The choir members were almost all women (84%) with an average age of 69 years. Of those with symptoms, 32 tested positive for Covid-19. Another 20 were not tested but were considered probable cases based on symptoms and association with the lab-proven cases. Three of the 52 were hospitalized, including two who died from the infection about two weeks after developing symptoms. As with other reports, the three hospitalized patients had at least two pre-existing health conditions.
According to the report, the choir members risked infection when moving and stacking the chairs, sharing snacks and touching common areas.
But the most likely way the virus spread was through singing and chatting while sitting close together.
The outbreak also provides strong if indirect support for continued adherence to current CDC guidelines that emphasize physical distancing as well as active screening with self-isolation of those with even mild symptoms. Until we have capacity for accurate testing with rapid results, we will be left with this sturdy, grandmotherly advice that saw countless generations in the pre-vaccine era through countless other epidemics.
The report of this outbreak also includes an important limitation. The authors decided not to map out where each of the 32 confirmed, 20 probable and 8 uninfected persons sat, though they had constructed a complete seating chart. This weakened the article a small amount, but the decision was made to protect patient privacy, an extremely important but sometimes overlooked aspect of any outbreak investigation.

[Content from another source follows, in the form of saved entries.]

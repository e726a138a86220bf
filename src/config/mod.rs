//! Configuration management subsystem.
//!
//! # Data Flow
//! ```text
//! defaults
//!     → optional TOML file (loader.rs)
//!     → environment variables, .env included (loader.rs)
//!     → command-line overrides (loader.rs)
//!     → validation.rs (semantic checks)
//!     → ProxyConfig (validated, immutable)
//!     → shared via Arc to all subsystems
//! ```
//!
//! # Design Decisions
//! - Config is immutable once loaded; the provider list never changes at runtime
//! - All fields have defaults to allow minimal configs
//! - Validation separates syntactic (serde) from semantic checks

pub mod loader;
pub mod schema;
pub mod validation;

pub use loader::{load_config, ConfigError, ConfigOverrides};
pub use schema::{ListenerConfig, LogFormat, ObservabilityConfig, ProxyConfig, UpstreamConfig};
pub use validation::{validate_config, ValidationError};
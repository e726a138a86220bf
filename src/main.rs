//! Failover JSON-RPC proxy.
//!
//! Accepts Ethereum JSON-RPC calls on `POST /` and forwards each one to a
//! randomly chosen upstream provider, moving on to another provider whenever
//! an attempt fails, until one succeeds or all have been tried.
//!
//! # Architecture Overview
//!
//! ```text
//!                     ┌──────────────────────────────────────────────┐
//!                     │               FAILOVER PROXY                 │
//!  POST /             │  ┌────────┐   ┌────────────┐   ┌──────────┐  │
//!  ───────────────────┼─▶│  http  │──▶│  dispatch  │──▶│transport │──┼──▶ provider (random)
//!                     │  │handlers│   │ AttemptPool│   │ reqwest  │  │
//!  ◀──────────────────┼──│        │◀──│  ErrorLog  │◀──│          │◀─┼─── retry next on failure
//!  200 body / 400     │  └────────┘   └────────────┘   └──────────┘  │
//!  {"errors": [...]}  │                                              │
//!                     │  config · observability · lifecycle          │
//!                     └──────────────────────────────────────────────┘
//! ```

use std::path::PathBuf;

use clap::Parser;

use eth_failover_proxy::config::{load_config, ConfigOverrides};
use eth_failover_proxy::lifecycle::startup;
use eth_failover_proxy::observability::logging;

#[derive(Parser, Debug)]
#[command(name = "eth-failover-proxy")]
#[command(version, about = "Failover proxy for Ethereum JSON-RPC providers", long_about = None)]
struct Cli {
    /// Optional TOML configuration file
    #[arg(short, long)]
    config: Option<PathBuf>,

    /// Listen address, overrides BIND_ADDRESS
    #[arg(short, long)]
    bind: Option<String>,

    /// Comma-separated provider URLs, overrides RPC_PROVIDERS_HTTP
    #[arg(short, long)]
    providers: Option<String>,

    /// Per-attempt timeout in seconds, overrides TIMEOUT_SECONDS
    #[arg(short, long)]
    timeout_secs: Option<u64>,
}

impl From<&Cli> for ConfigOverrides {
    fn from(cli: &Cli) -> Self {
        Self {
            bind_address: cli.bind.clone(),
            providers: cli.providers.clone(),
            timeout_secs: cli.timeout_secs,
        }
    }
}

#[tokio::main]
async fn main() -> Result<(), Box<dyn std::error::Error>> {
    // A missing .env is normal in containers.
    let _ = dotenvy::dotenv();

    let cli = Cli::parse();

    let config = match load_config(cli.config.as_deref(), &ConfigOverrides::from(&cli)) {
        Ok(config) => config,
        Err(e) => {
            eprintln!("eth-failover-proxy: {}", e);
            std::process::exit(2);
        }
    };

    logging::init_logging(&config.observability)?;

    tracing::info!(
        version = env!("CARGO_PKG_VERSION"),
        bind_address = %config.listener.bind_address,
        providers = config.upstream.providers.len(),
        timeout_secs = config.upstream.timeout_secs,
        "Started eth-failover-proxy"
    );

    startup::run(config).await?;

    tracing::info!("Shutdown complete");
    Ok(())
}
//! Observability subsystem.
//!
//! # Data Flow
//! ```text
//! dispatch + http produce:
//!     → logging.rs (structured log events, stdout and optional JSON file)
//!     → metrics.rs (attempt and dispatch counters, latency histogram)
//!
//! Consumers:
//!     → Log aggregation (stdout, file)
//!     → Metrics endpoint (Prometheus scrape)
//! ```
//!
//! # Design Decisions
//! - Request ID flows through every log line of a request via its span
//! - Provider labels are host:port only; URL paths may carry API keys

pub mod logging;
pub mod metrics;
//! Upstream transport.
//!
//! # Responsibilities
//! - POST one serialized request to one provider
//! - Enforce the per-attempt timeout
//! - Classify the result into an [`AttemptOutcome`]
//!
//! # Design Decisions
//! - The transport never retries; the dispatcher owns that loop
//! - Status is checked before the body is decoded, so a 5xx with an HTML page
//!   is reported as an HTTP failure, not a decode failure
//! - Failure reasons name the provider by `host:port` only; they are logged
//!   and returned to callers, and provider paths often embed API keys

use std::error::Error as StdError;
use std::time::Duration;

use async_trait::async_trait;
use reqwest::header::{HeaderValue, CONTENT_TYPE};
use serde_json::Value;
use url::Url;

use crate::dispatch::error::SetupError;
use crate::dispatch::outcome::AttemptOutcome;
use crate::dispatch::provider::endpoint_label;

/// Sends one JSON body to one provider.
#[async_trait]
pub trait UpstreamTransport: Send + Sync {
    async fn post_json(&self, url: &Url, body: &[u8]) -> AttemptOutcome;
}

/// `reqwest`-backed transport with a fixed per-attempt timeout.
#[derive(Debug, Clone)]
pub struct HttpTransport {
    client: reqwest::Client,
}

impl HttpTransport {
    pub fn new(timeout: Duration) -> Result<Self, SetupError> {
        let client = reqwest::Client::builder()
            .timeout(timeout)
            .user_agent(concat!("eth-failover-proxy/", env!("CARGO_PKG_VERSION")))
            .build()?;
        Ok(Self { client })
    }
}

#[async_trait]
impl UpstreamTransport for HttpTransport {
    async fn post_json(&self, url: &Url, body: &[u8]) -> AttemptOutcome {
        let result = self
            .client
            .post(url.clone())
            .header(CONTENT_TYPE, HeaderValue::from_static("application/json"))
            .body(body.to_vec())
            .send()
            .await;

        let response = match result {
            Ok(response) => response,
            Err(e) => {
                return AttemptOutcome::Transport {
                    reason: transport_reason(e, url),
                }
            }
        };

        let status = response.status();
        if !status.is_success() {
            return AttemptOutcome::Http {
                status: status.as_u16(),
                reason: format!("{} from {}", status, endpoint_label(url)),
            };
        }

        match response.json::<Value>().await {
            Ok(payload) => {
                tracing::debug!(body = %payload, "Received response from provider");
                AttemptOutcome::from_body(payload)
            }
            Err(e) => AttemptOutcome::Transport {
                reason: transport_reason(e, url),
            },
        }
    }
}

fn transport_reason(err: reqwest::Error, url: &Url) -> String {
    format!("{} from {}", error_chain(&err.without_url()), endpoint_label(url))
}

/// Render an error together with its sources; reqwest keeps the interesting
/// part ("operation timed out", "Connection refused") in the chain.
fn error_chain(err: &(dyn StdError + 'static)) -> String {
    let mut message = err.to_string();
    let mut source = err.source();
    while let Some(cause) = source {
        let text = cause.to_string();
        if !message.contains(&text) {
            message.push_str(": ");
            message.push_str(&text);
        }
        source = cause.source();
    }
    message
}

#[cfg(test)]
mod tests {
    use super::*;
    use std::fmt;

    #[derive(Debug)]
    struct Layer(&'static str, Option<Box<Layer>>);

    impl fmt::Display for Layer {
        fn fmt(&self, f: &mut fmt::Formatter<'_>) -> fmt::Result {
            f.write_str(self.0)
        }
    }

    impl StdError for Layer {
        fn source(&self) -> Option<&(dyn StdError + 'static)> {
            self.1.as_deref().map(|l| l as &(dyn StdError + 'static))
        }
    }

    #[test]
    fn test_error_chain_joins_sources() {
        let err = Layer(
            "error sending request",
            Some(Box::new(Layer("operation timed out", None))),
        );
        assert_eq!(error_chain(&err), "error sending request: operation timed out");
    }

    #[test]
    fn test_error_chain_skips_repeated_text() {
        let err = Layer("connect failed: refused", Some(Box::new(Layer("refused", None))));
        assert_eq!(error_chain(&err), "connect failed: refused");
    }

    #[tokio::test]
    async fn test_connection_refused_is_transport_failure() {
        let transport = HttpTransport::new(Duration::from_secs(1)).unwrap();
        let closed = {
            let listener = std::net::TcpListener::bind("127.0.0.1:0").unwrap();
            listener.local_addr().unwrap()
        };
        let url = Url::parse(&format!("http://{}/v3/secret-key", closed)).unwrap();

        match transport.post_json(&url, b"{}").await {
            AttemptOutcome::Transport { reason } => {
                assert!(reason.ends_with(&format!("from {}", closed)), "{}", reason);
                assert!(!reason.contains("secret-key"), "{}", reason);
            }
            other => panic!("expected transport failure, got {:?}", other),
        }
    }
}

Indeed, the relentless pursuit and exposure of a culpable so-called “patient zero” is not only of little value in an epidemiological context. It’s also vindictive and potentially life-altering for anyone correctly — or, worse, incorrectly — identified as the putative “source” of the misery for so many in the community. As with other aspects of this complex epidemic, the maintenance of our humanity first and foremost must remain the everyone’s highest priority.